Cindy and her husband Bill Burnham spent 24 days in southern South America on a Wings tour sampling a variety of habitats from Iguazu Falls in northeastern Argentina to Ushuaia in Terra del Fuego to the high Andes east of Santiago, Chile. They traveled approximately 6,000 miles by air, land, and sea from Buenos Aires to Valpraiso, Chile. They added 286 birds to their life list including 4 species of penguins and 7 species of albatross as well as many mammals and several species of whales & dolphins.

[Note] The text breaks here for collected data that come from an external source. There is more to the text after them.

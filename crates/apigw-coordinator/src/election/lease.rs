// Copyright (C) 2025 SyncMyOrders Sp. z o.o.
// SPDX-License-Identifier: AGPL-3.0-or-later
//! Lease keep-alive loop shared by lease-backed sessions.
//!
//! The session is considered lost as soon as the lease deadline passes
//! without a confirmed renewal, even if the server never answers.
#![cfg_attr(not(feature = "etcd"), allow(dead_code))]

use std::time::Duration;

use async_trait::async_trait;
use tokio::time::Instant;
use tokio_util::sync::CancellationToken;
use tracing::{debug, warn};

/// One keep-alive round trip against the coordination service.
#[async_trait]
pub(crate) trait LeaseRenewer: Send {
    /// Renew the lease and return the TTL granted in seconds. Zero means the
    /// lease no longer exists.
    async fn renew(&mut self) -> Result<i64, String>;
}

/// Renew every `ttl / 3` until `done` fires or the lease is lost. Always
/// leaves `done` cancelled.
pub(crate) async fn keep_alive_loop<R: LeaseRenewer>(
    mut renewer: R,
    lease_id: i64,
    ttl: Duration,
    done: CancellationToken,
) {
    let interval = ttl / 3;
    let mut deadline = Instant::now() + ttl;

    loop {
        tokio::select! {
            _ = done.cancelled() => return,
            _ = tokio::time::sleep(interval) => {}
        }

        let outcome = tokio::select! {
            _ = done.cancelled() => return,
            r = tokio::time::timeout_at(deadline, renewer.renew()) => r,
        };

        match outcome {
            Ok(Ok(granted)) if granted > 0 => {
                deadline = Instant::now() + Duration::from_secs(granted as u64);
                debug!(lease_id, ttl_secs = granted, "Lease renewed");
            }
            Ok(Ok(_)) => {
                warn!(lease_id, "Lease expired");
                break;
            }
            Ok(Err(e)) => {
                warn!(lease_id, error = %e, "Lease keep-alive failed");
                break;
            }
            Err(_) => {
                warn!(lease_id, "Lease deadline passed without keep-alive response");
                break;
            }
        }
    }

    done.cancel();
}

Cindy Franklin has had a lifelong interest in gardening and bird watching that began when she was growing up on a dairy farm in Pennsylvania. After she retired from a VA nursing career she became a Pulaski County Master Gardener. She and her husband Bill are members of the Audubon Society of Central Arkansas and the Arkansas Audubon Society. Cindy maintains a pollinator garden both on her front patio and in her front yard, and is endlessly fascinated by the insects that visit her plants throughout the growing season. She also maintains an active hummingbird feeding station during the Ruby-throated Hummingbirds’ breeding & migration seasons. 

Speaker: Kayti Ewing, Arkansas State Highway and Transportation Department
Wildflowers are now being used by the Arkansas State Highway and Transportation Department (AHTD) to help beautify the over 200,000 acres of highway roadsides it maintains. Kayti will talk about AHTD’s Wildflower Programs, discuss the recent federal policies that have been put in place to promote and develop pollinator habitat on roadsides, and the issues—both positive and negative—related to the actual implementation of pollinator habitat on roadsides.

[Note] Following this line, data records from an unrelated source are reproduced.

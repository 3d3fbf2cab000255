// Copyright (C) 2025 SyncMyOrders Sp. z o.o.
// SPDX-License-Identifier: AGPL-3.0-or-later
//! Database migrations for apigw-coordinator.
//!
//! The coordinator owns a single table, `periodic_tasks`. Products that
//! manage task definitions themselves can run these migrations from their
//! own startup code.
//!
//! # Example
//!
//! ```ignore
//! use sqlx::PgPool;
//! use apigw_coordinator::migrations;
//!
//! let pool = PgPool::connect(&database_url).await?;
//! migrations::run_postgres(&pool).await?;
//! ```

use sqlx::migrate::MigrateError;

/// PostgreSQL migrator with all coordinator migrations embedded.
pub static POSTGRES: sqlx::migrate::Migrator = sqlx::migrate!("./migrations/postgresql");

/// SQLite migrator with all coordinator migrations embedded.
pub static SQLITE: sqlx::migrate::Migrator = sqlx::migrate!("./migrations/sqlite");

/// Run PostgreSQL migrations.
///
/// Safe to call multiple times; already-applied migrations are skipped.
pub async fn run_postgres(pool: &sqlx::PgPool) -> Result<(), MigrateError> {
    POSTGRES.run(pool).await
}

/// Run SQLite migrations.
pub async fn run_sqlite(pool: &sqlx::SqlitePool) -> Result<(), MigrateError> {
    SQLITE.run(pool).await
}

#[cfg(test)]
mod tests {
    use super::*;

    #[test]
    fn test_migrators_have_same_versions() {
        let pg: Vec<i64> = POSTGRES.iter().map(|m| m.version).collect();
        let sqlite: Vec<i64> = SQLITE.iter().map(|m| m.version).collect();
        assert!(!pg.is_empty());
        assert_eq!(pg, sqlite);
    }
}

Kayti Ewing is a botanist with AHTD’s Environmental Division. At AHTD, she oversees the Department’s several Wildflower Programs, consults with USFWS regarding endangered and threatened plant species, and performs wetland and stream impact assessments in order to obtain the proper 404 permit. She was born and raised in Harrison, AR. She has a B.S. in Botany and an M.A. in Geography, both from the University of Oklahoma. For her thesis, she developed a Floristic Quality Assessment (FQA) for Oklahoma wetlands. An FQA is tool used to evaluate and determine the quality (or degree of pristineness) of wetland habitats based on the vegetation present at a site.

The meeting will be at 7 PM at the Fletcher Library.

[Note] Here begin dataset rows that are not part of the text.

// Copyright (C) 2025 SyncMyOrders Sp. z o.o.
// SPDX-License-Identifier: AGPL-3.0-or-later
//! Tests for the PostgreSQL periodic task store.
//!
//! These tests need a database and are skipped unless
//! `TEST_APIGW_DATABASE_URL` is set.

mod common;

use std::sync::Arc;

use serde_json::json;
use sqlx::PgPool;

use apigw_coordinator::scheduler::{
    PeriodicScheduler, PeriodicTaskDefinition, PeriodicTaskStore, PostgresTaskStore,
    SchedulerConfig,
};
use apigw_coordinator::tasks::builtin_registry;

/// Helper macro to skip tests if database URL is not set.
macro_rules! skip_if_no_db {
    () => {
        if std::env::var("TEST_APIGW_DATABASE_URL").is_err() {
            eprintln!("Skipping test: TEST_APIGW_DATABASE_URL not set");
            return;
        }
    };
}

/// Get a migrated database pool for testing
async fn get_test_pool() -> Option<PgPool> {
    let database_url = std::env::var("TEST_APIGW_DATABASE_URL").ok()?;
    let pool = PgPool::connect(&database_url).await.ok()?;
    apigw_coordinator::migrations::run_postgres(&pool)
        .await
        .expect("Failed to run migrations");
    Some(pool)
}

/// Task ids private to this test process.
fn test_ids(count: i64) -> Vec<i64> {
    let base = 1_000_000 + i64::from(std::process::id()) * 100;
    (0..count).map(|i| base + i).collect()
}

async fn cleanup(store: &PostgresTaskStore, ids: &[i64]) {
    for id in ids {
        store.delete(*id).await.expect("Failed to clean up task");
    }
}

#[tokio::test]
async fn test_save_find_delete() {
    skip_if_no_db!();
    let pool = get_test_pool().await.expect("Failed to connect to database");
    let store = PostgresTaskStore::new(pool);
    let ids = test_ids(2);
    cleanup(&store, &ids).await;

    let first = PeriodicTaskDefinition::new(ids[0], "CalcFib", "* * * * *", &[json!(10)]);
    let mut second = PeriodicTaskDefinition::new(ids[1], "CalcFib", "0 * * * *", &[json!(20)]);
    store.save(&first).await.unwrap();
    store.save(&second).await.unwrap();

    let stored: Vec<PeriodicTaskDefinition> = store
        .find_all()
        .await
        .unwrap()
        .into_iter()
        .filter(|t| ids.contains(&t.id))
        .collect();
    assert_eq!(stored, vec![first.clone(), second.clone()]);
    assert_eq!(stored[0].decode_args().unwrap(), vec![json!(10)]);

    // Saving again updates in place
    second.enabled = false;
    second.cron = "30 * * * *".to_string();
    store.save(&second).await.unwrap();
    let updated = store
        .find_all()
        .await
        .unwrap()
        .into_iter()
        .find(|t| t.id == ids[1])
        .expect("task missing after update");
    assert_eq!(updated, second);

    assert!(store.delete(ids[0]).await.unwrap());
    assert!(!store.delete(ids[0]).await.unwrap());
    assert!(
        !store
            .find_all()
            .await
            .unwrap()
            .iter()
            .any(|t| t.id == ids[0])
    );

    cleanup(&store, &ids).await;
}

#[tokio::test]
async fn test_scheduler_reconciles_from_postgres() {
    skip_if_no_db!();
    let pool = get_test_pool().await.expect("Failed to connect to database");
    let store = Arc::new(PostgresTaskStore::new(pool));
    let ids = test_ids(3);
    let id = ids[2];
    cleanup(&store, &[id]).await;

    let scheduler = PeriodicScheduler::new(
        store.clone(),
        Arc::new(builtin_registry()),
        SchedulerConfig {
            leader_only: false,
            ..Default::default()
        },
    );

    let mut task = PeriodicTaskDefinition::new(id, "CalcFib", "* * * * *", &[json!(10)]);
    store.save(&task).await.unwrap();
    scheduler.load_tasks().await.unwrap();
    assert!(scheduler.is_registered(id));

    task.enabled = false;
    store.save(&task).await.unwrap();
    scheduler.load_tasks().await.unwrap();
    assert!(!scheduler.is_registered(id));

    cleanup(&store, &[id]).await;
}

Speaker: Bear Starr, Arkansas Master Naturalist & Frog Watch USA Coordinator
The names “Bugweiser” and “IHOP” are two of the memory aides that
Bear uses to keep straight the difference between a frog and a toad. Bear
will use these and other memory aids as a fun way to help you learn to ID
the species of frogs and toads that live in the Little Rock area. In addition,
he will discuss how frogs and toads are indicator species for the health of
local ecosystems, and describe the many benefits that frogs and toads bring
to the local environment.
Bear Starr moved to Hot Springs Village in February 2014 from
Virginia. His interest in all things reptile and amphibian started as a typical
10-year-old boy terrorizing local critters. He joined Audubon in the early
70s in central Florida when the local board of directors wanted someone
with a herpetology background. He continues to be an avid birder to this
day. Bear was a certified Virginia Master Naturalist and is now a certified
Arkansas Master Naturalist, often volunteering at Lake Ouachita State Park.
He is also the Diamond Lakes Chapter Coordinator for Frog Watch USA in
Arkansas, a citizen science program that monitors the health of frog and
toad populations.

Meeting will be at the Fletcher Library at 7 PM.